Estrogens are sebosuppressive (decrease sebum production) in high doses only which otherwise would increase the risk of side effects. However, most of the COCs in the market today contain lower doses of estrogens (20–50 μg), which are not sebosuppressive but can inhibit androgens by several mechanisms:7

  1. Suppress secretion of pituitary gonadotropins, inhibit ovulation, and thus inhibit androgen production by the ovaries.
  2. Block the AR.
  3. Increase the liver production of SHBG and reducing circulating testosterone.
  4. Progestins contained in the COCs suppress 5a-reductase and thus inhibit the formation of potent androgens.

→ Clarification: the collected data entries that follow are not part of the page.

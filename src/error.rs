//! Domain error types for the credential lifecycle core.
//!
//! Errors are layered into a narrow leaf error per component, composed into
//! a top-level [`Error`]. Leaf errors carry structured fields (`code`,
//! `retryable`) rather than an opaque report, since those fields need to
//! cross the orchestrator boundary as machine-readable data a caller can
//! match on.

use thiserror::Error;

/// Result alias for operations that may return the crate's top-level [`Error`].
pub type Result<T> = std::result::Result<T, Error>;

/// Result alias for provider-specific fallible operations.
pub type ProviderResult<T> = std::result::Result<T, ProviderError>;

/// Result alias for orchestrator-specific fallible operations.
pub type OrchestratorResult<T> = std::result::Result<T, OrchestratorError>;

/// Result alias for validation fallible operations.
pub type ValidationResult<T> = std::result::Result<T, ValidationError>;

/// Top-level error exposed by the crate.
#[derive(Debug, Error)]
pub enum Error {
    /// A database provider operation failed.
    #[error("provider error: {0}")]
    Provider(#[from] ProviderError),
    /// Orchestrator-level dispatch or validation failed.
    #[error("orchestrator error: {0}")]
    Orchestrator(#[from] OrchestratorError),
    /// A registry lookup failed.
    #[error("registry error: {0}")]
    Registry(#[from] RegistryError),
}

/// Stable machine-readable codes raised by [`ProviderError`].
#[derive(Debug, Clone, Copy, PartialEq, Eq, Hash, serde::Serialize, serde::Deserialize)]
#[serde(rename_all = "SCREAMING_SNAKE_CASE")]
pub enum ProviderErrorCode {
    /// Operation attempted before `initialize` succeeded.
    NotInitialized,
    /// The requested principal name already exists in the target database.
    UserExists,
    /// The requested role pack is not installed.
    RoleNotFound,
    /// `createEphemeralUser` failed for a reason other than a known conflict.
    UserCreationFailed,
    /// `dropUser` failed.
    UserDropFailed,
    /// `listEphemeralUsers` failed.
    UserListFailed,
    /// `cleanupExpiredUsers` failed.
    CleanupFailed,
    /// The registry has no factory registered for the requested engine tag.
    ProviderNotFound,
    /// Provider initialisation failed (pool creation, probe query, etc.).
    ProviderInitError,
    /// A role-pack install or lookup failed.
    RolePackError,
    /// The operation is not implemented by this provider (stub engines).
    NotImplemented,
}

impl ProviderErrorCode {
    /// Renders the `SCREAMING_SNAKE_CASE` wire code, e.g. `"USER_EXISTS"`.
    #[must_use]
    pub const fn as_str(self) -> &'static str {
        match self {
            Self::NotInitialized => "NOT_INITIALIZED",
            Self::UserExists => "USER_EXISTS",
            Self::RoleNotFound => "ROLE_NOT_FOUND",
            Self::UserCreationFailed => "USER_CREATION_FAILED",
            Self::UserDropFailed => "USER_DROP_FAILED",
            Self::UserListFailed => "USER_LIST_FAILED",
            Self::CleanupFailed => "CLEANUP_FAILED",
            Self::ProviderNotFound => "PROVIDER_NOT_FOUND",
            Self::ProviderInitError => "PROVIDER_INIT_ERROR",
            Self::RolePackError => "ROLE_PACK_ERROR",
            Self::NotImplemented => "NOT_IMPLEMENTED",
        }
    }
}

/// Error raised by a [`crate::provider::DatabaseProvider`] implementation: a
/// machine-readable `code`, a human `message`, a `retryable` flag, and the
/// `engine` tag of the provider that raised it.
#[derive(Debug, Error)]
#[error("{code:?}: {message} (engine={engine}, retryable={retryable})")]
pub struct ProviderError {
    /// Stable machine-readable failure code.
    pub code: ProviderErrorCode,
    /// Human-readable explanation. Never contains a password or DSN.
    pub message: String,
    /// Whether a caller should retry the operation, optionally with backoff.
    pub retryable: bool,
    /// Engine tag of the provider that raised the error (e.g. `"postgres"`).
    pub engine: &'static str,
}

impl ProviderError {
    /// Builds a new provider error from its constituent fields.
    #[must_use]
    pub fn new(
        code: ProviderErrorCode,
        message: impl Into<String>,
        retryable: bool,
        engine: &'static str,
    ) -> Self {
        Self {
            code,
            message: message.into(),
            retryable,
            engine,
        }
    }

    /// Convenience constructor for [`ProviderErrorCode::NotInitialized`].
    #[must_use]
    pub fn not_initialized(engine: &'static str) -> Self {
        Self::new(
            ProviderErrorCode::NotInitialized,
            "provider has not completed initialize()",
            false,
            engine,
        )
    }

    /// Convenience constructor for [`ProviderErrorCode::NotImplemented`].
    #[must_use]
    pub fn not_implemented(engine: &'static str) -> Self {
        Self::new(
            ProviderErrorCode::NotImplemented,
            "this provider does not implement the requested operation",
            false,
            engine,
        )
    }
}

/// Stable machine-readable codes raised by the orchestrator, in addition to
/// the [`ProviderErrorCode`]s it forwards unchanged.
#[derive(Debug, Clone, Copy, PartialEq, Eq, Hash, serde::Serialize, serde::Deserialize)]
#[serde(rename_all = "SCREAMING_SNAKE_CASE")]
pub enum OrchestratorErrorCode {
    /// Job payload failed schema or field validation.
    ValidationError,
    /// A revoke job's provider call failed.
    RevocationError,
    /// An uncategorised internal fault.
    InternalError,
}

impl OrchestratorErrorCode {
    /// Renders the `SCREAMING_SNAKE_CASE` wire code, e.g. `"VALIDATION_ERROR"`.
    #[must_use]
    pub const fn as_str(self) -> &'static str {
        match self {
            Self::ValidationError => "VALIDATION_ERROR",
            Self::RevocationError => "REVOCATION_ERROR",
            Self::InternalError => "INTERNAL_ERROR",
        }
    }
}

/// Error raised while validating or dispatching a job.
#[derive(Debug, Error)]
#[error("{code:?}: {message}")]
pub struct OrchestratorError {
    /// Stable machine-readable failure code.
    pub code: OrchestratorErrorCode,
    /// Human-readable explanation.
    pub message: String,
    /// Whether a caller should retry the job.
    pub retryable: bool,
}

impl OrchestratorError {
    /// Builds a new orchestrator error from its constituent fields.
    #[must_use]
    pub fn new(code: OrchestratorErrorCode, message: impl Into<String>, retryable: bool) -> Self {
        Self {
            code,
            message: message.into(),
            retryable,
        }
    }
}

impl From<ValidationError> for OrchestratorError {
    fn from(err: ValidationError) -> Self {
        Self::new(
            OrchestratorErrorCode::ValidationError,
            err.to_string(),
            false,
        )
    }
}

impl From<ProviderError> for OrchestratorError {
    fn from(err: ProviderError) -> Self {
        Self::new(OrchestratorErrorCode::InternalError, err.message, err.retryable)
    }
}

/// Error raised by a field-level validator in [`crate::validation`].
#[derive(Debug, Error)]
#[error("invalid field `{field}`: {reason}")]
pub struct ValidationError {
    /// Name of the offending field, e.g. `"ttlMinutes"`.
    pub field: &'static str,
    /// Human-readable reason the value was rejected.
    pub reason: String,
}

impl ValidationError {
    /// Builds a new validation error for `field` with the given `reason`.
    #[must_use]
    pub fn new(field: &'static str, reason: impl Into<String>) -> Self {
        Self {
            field,
            reason: reason.into(),
        }
    }
}

/// Error raised by [`crate::registry::ProviderRegistry`].
#[derive(Debug, Error)]
pub enum RegistryError {
    /// No factory is registered for the requested engine tag.
    #[error("no provider registered for engine `{0}`")]
    ProviderNotFound(String),
}

impl From<RegistryError> for ProviderError {
    fn from(err: RegistryError) -> Self {
        let RegistryError::ProviderNotFound(engine) = &err;
        let message = err.to_string();
        Self::new(ProviderErrorCode::ProviderNotFound, message, false, intern_engine_tag(engine))
    }
}

/// The registry raises errors before a provider instance exists, so there is
/// no live `&'static str` engine tag to report. Known engine tags are
/// interned here; an unknown tag falls back to `"unknown"` rather than
/// allocating a `'static` string at runtime.
fn intern_engine_tag(engine: &str) -> &'static str {
    match engine {
        "postgres" | "postgresql" => "postgres",
        _ => "unknown",
    }
}

#[cfg(test)]
mod tests {
    use super::*;

    #[test]
    fn provider_error_display_omits_no_fields() {
        let err = ProviderError::new(ProviderErrorCode::UserExists, "gk_abc123 exists", false, "postgres");
        let rendered = err.to_string();
        assert!(rendered.contains("UserExists"));
        assert!(rendered.contains("postgres"));
    }

    #[test]
    fn validation_error_becomes_non_retryable_orchestrator_error() {
        let validation = ValidationError::new("ttlMinutes", "must be <= 1440");
        let orchestrator_err: OrchestratorError = validation.into();
        assert_eq!(orchestrator_err.code, OrchestratorErrorCode::ValidationError);
        assert!(!orchestrator_err.retryable);
    }

    #[test]
    fn provider_error_retryability_is_preserved_through_conversion() {
        let provider_err = ProviderError::new(
            ProviderErrorCode::UserCreationFailed,
            "connection reset",
            true,
            "postgres",
        );
        let orchestrator_err: OrchestratorError = provider_err.into();
        assert!(orchestrator_err.retryable);
    }

    #[test]
    fn registry_error_maps_to_provider_not_found() {
        let registry_err = RegistryError::ProviderNotFound("mysql".to_owned());
        let provider_err: ProviderError = registry_err.into();
        assert_eq!(provider_err.code, ProviderErrorCode::ProviderNotFound);
        assert_eq!(provider_err.engine, "unknown");
    }
}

COCs are the first line of treatment for women presenting with PCOS. The choice of the combination is important since some pills contain progestins with more androgenic effect (levonorgestrel and norgestrel) and should be avoided while other combinations contain third generation progestins with less androgenic effect (norgestimate, gestodene, and desogestrel).33

One of the most important safety considerations while using OCPs is vascular thromboembolism (venous and arterial). The risk of thromboembolism is increased three times in users than nonusers of the pills. These vascular events are much less with the new formulations of OCPs containing low-dose estrogens and in healthy nonsmokers who are 35 years of age or younger. The frequency of venous thromboembolism is at its highest during the first year of use.45

Based on WHO recommendations, the use of COCs is absolutely contraindicated in pregnancy, history of thromboembolism, liver disease, and in smokers aged ≥35 years, while relative contraindications include breastfeeding, hypertension, migraine, and existing malignancies. Moreover, certain conditions might be worsened by contraceptives such as insulin resistance and is contraindicated in diabetic patients, clotting disorders, and in patients with increased risk of breast cancer.46

Gonadotropin-releasing hormone agonists

These are analogs of gonadotropin-releasing hormone that inhibit the cyclic release of LH/FSH from the ovaries and result in an induced state of anovulation, suppressing both estrogen and androgen production.47 They are available in the form of nasal sprays, subcutaneous injection, intramuscular injection, and as a subcutaneous implant. To date, no much controlled studies are available on gonadotropin-releasing hormone due to their high cost and partly due to their menopausal effects (bleeding, osteoporosis, and flushes). Lactation, vaginal bleeding, and pregnancy are contraindications for their use.48

Insulin-sensitizing agents

Insulin resistance decreases uptake of insulin by cells and results in increased levels of insulin. Insulin resistance plays an important role by increasing the pool of androgens by the ovaries and adrenals and by decreasing the synthesis of SHBG resulting in a state of hyperandrogenemia.49 Metformin is used for acne in association with PCOS, HAIR-AN syndrome, obese patients, or biochemical evidence of hyperinsulinemia, and it is important to note that metformin does not cause hypoglycemia. Treatment is started with a dose of 500 mg and up to 2,000 mg/d. There is no limit to how long metformin is used, but it should be discontinued in 6 months if no improvements are seen. Most side effects are dose dependent and include nausea and vomiting, limiting its use to postprandial intake and starting with a low dose of 250 mg.50

Conclusion

Hormonal therapies are reserved not only for patients with biochemical markers of hyperandrogenism but also for the severe, resistant cases as well as for those patients who show an unpredictable course and high frequency of acne bouts without hyperandrogenemia. Hormonal evaluation is mandatory and reserved for the more resistant cases and for those who fail to respond to conventional therapies. A decent comprehension of the hormonal milieu in the human body can pinpoint toward an optimal, faster, and more appropriate treatment of acne. It is of much importance for the dermatologists to get acquainted of available hormonal treatments, their optimal modes of use, and their relative and absolute contraindications.

Disclosure

The author reports no conflicts of interest in this work.